***** Excerpted data *****
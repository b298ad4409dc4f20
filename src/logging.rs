//! Terminal + daily log file output
//!
//! Progress lines go to stdout (errors to stderr) and are mirrored with a
//! timestamp into `paradb-YYYY-MM-DD.log`. Use the `log!`/`elog!` macros.

use chrono::{Local, NaiveDate};
use std::fs::{self, File, OpenOptions};
use std::io::Write;
use std::path::{Path, PathBuf};
use std::sync::atomic::{AtomicBool, Ordering};
use std::sync::Mutex;

static LOG_FILE: Mutex<Option<File>> = Mutex::new(None);
static QUIET: AtomicBool = AtomicBool::new(false);

const LOG_PREFIX: &str = "paradb-";
const LOG_RETENTION_DAYS: i64 = 7;

/// Default log directory under the platform data dir
pub fn default_log_dir() -> PathBuf {
    dirs::data_dir()
        .map(|p| p.join("paradb").join("logs"))
        .unwrap_or_else(|| PathBuf::from("logs"))
}

/// Open today's log file in `log_dir`, removing logs older than a week.
/// Returns the log path, or None if the directory is not writable.
pub fn init_logging(log_dir: &Path) -> Option<PathBuf> {
    if fs::create_dir_all(log_dir).is_err() {
        return None;
    }

    let today = Local::now().date_naive();
    remove_old_logs(log_dir, today);

    let log_path = log_dir.join(log_file_name(today));
    let file = OpenOptions::new().create(true).append(true).open(&log_path).ok()?;
    if let Ok(mut guard) = LOG_FILE.lock() {
        *guard = Some(file);
    }
    Some(log_path)
}

/// Silence terminal output; the log file still receives everything
pub fn set_quiet(quiet: bool) {
    QUIET.store(quiet, Ordering::Relaxed);
}

fn log_file_name(date: NaiveDate) -> String {
    format!("{}{}.log", LOG_PREFIX, date.format("%Y-%m-%d"))
}

fn remove_old_logs(log_dir: &Path, today: NaiveDate) {
    let Ok(entries) = fs::read_dir(log_dir) else {
        return;
    };
    let cutoff = today - chrono::Duration::days(LOG_RETENTION_DAYS);
    for entry in entries.flatten() {
        let path = entry.path();
        let Some(name) = path.file_name().and_then(|n| n.to_str()) else {
            continue;
        };
        let date = name
            .strip_prefix(LOG_PREFIX)
            .and_then(|s| s.strip_suffix(".log"))
            .and_then(|s| NaiveDate::parse_from_str(s, "%Y-%m-%d").ok());
        if let Some(date) = date {
            if date < cutoff {
                let _ = fs::remove_file(&path);
            }
        }
    }
}

fn write_file(line: &str) {
    if let Ok(mut guard) = LOG_FILE.lock() {
        if let Some(ref mut file) = *guard {
            let _ = writeln!(file, "[{}] {}", Local::now().format("%H:%M:%S"), line);
        }
    }
}

/// Log to both terminal and file
pub fn log_both(msg: &str) {
    if !QUIET.load(Ordering::Relaxed) {
        println!("{}", msg);
    }
    write_file(msg);
}

/// Log error to both terminal and file
pub fn elog_both(msg: &str) {
    if !QUIET.load(Ordering::Relaxed) {
        eprintln!("{}", msg);
    }
    write_file(&format!("[ERROR] {}", msg));
}

/// Log to both terminal and file
#[macro_export]
macro_rules! log {
    ($($arg:tt)*) => {
        $crate::logging::log_both(&format!($($arg)*))
    };
}

/// Error logging to both terminal and file
#[macro_export]
macro_rules! elog {
    ($($arg:tt)*) => {
        $crate::logging::elog_both(&format!($($arg)*))
    };
}
//! Incremental geographic clustering of flights into launches and routes
//!
//! Inspired by k-means, except that the number of clusters is not fixed:
//! what is fixed is how far a flight may sit from its cluster's centroid.
//! Clusters are seeded one unclustered flight at a time, then each cluster
//! repeatedly pulls in matching flights from smaller clusters and drops
//! members that no longer match. A change is only committed when it does
//! not shrink net membership, which is what makes the iteration converge.

pub mod check;
pub mod definition;
mod driver;
mod reclassify;

use serde::{Deserialize, Serialize};

use crate::db::ClusterId;

pub use check::{check, CheckReport, Mismatch};
pub use definition::{ClusterDefinition, ClusterSnapshot};
pub use driver::classify;
pub use reclassify::Classifier;

/// Numeric knobs for the match predicates and the propagation driver
#[derive(Debug, Clone, Copy, PartialEq, Serialize, Deserialize)]
pub struct ClusterParams {
    /// Match radius around a launch centroid
    pub launch_radius_km: f64,
    /// Floor of the route match radius
    pub route_min_radius_km: f64,
    /// Route radius as a fraction of the members' average triangle distance
    pub route_radius_scale: f64,
    /// Bounding-box pre-filter half-height
    pub lat_margin_deg: f64,
    /// Bounding-box pre-filter half-width
    pub lng_margin_deg: f64,
    /// Propagation rounds before a run is cut short
    pub max_rounds: usize,
}

impl Default for ClusterParams {
    fn default() -> Self {
        Self {
            launch_radius_km: 3.0,
            route_min_radius_km: 3.0,
            route_radius_scale: 0.05,
            lat_margin_deg: 0.1,
            lng_margin_deg: 0.2,
            max_rounds: 10_000,
        }
    }
}

/// What a single reclassification did
#[derive(Debug, Clone, PartialEq)]
pub enum Reclassification {
    /// The cluster no longer has members (pruned earlier)
    Missing,
    /// Nothing to grow; no transaction was kept
    Unchanged,
    /// Net membership would have shrunk; the transaction was rolled back
    RolledBack { added: usize, removed: usize, pruned: usize },
    Committed { added: usize, removed: usize, pruned: usize, affected: Vec<ClusterId> },
}

impl Reclassification {
    /// Clusters to re-examine in the next propagation round
    pub fn affected_ids(&self) -> &[ClusterId] {
        match self {
            Reclassification::Committed { affected, .. } => affected,
            _ => &[],
        }
    }
}

/// Counters for one top-level run
#[derive(Debug, Clone, Default, PartialEq, Serialize)]
#[serde(rename_all = "camelCase")]
pub struct RunStats {
    /// Propagation rounds across all runs
    pub rounds: usize,
    /// Sum of added + removed + pruned over committed reclassifications
    pub reclassified: usize,
    pub committed: usize,
    pub rolled_back: usize,
    /// Clusters seeded by the creator
    pub created: usize,
    /// Propagations cut short by `max_rounds`
    pub truncated: usize,
}

impl RunStats {
    pub fn made_progress(&self) -> bool {
        self.reclassified + self.created > 0
    }
}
*****
* **What the exercise asks**:
Checking the data above line by line, please work out how many lines include "struct", and reply with the number only.

* **Solution below**:
2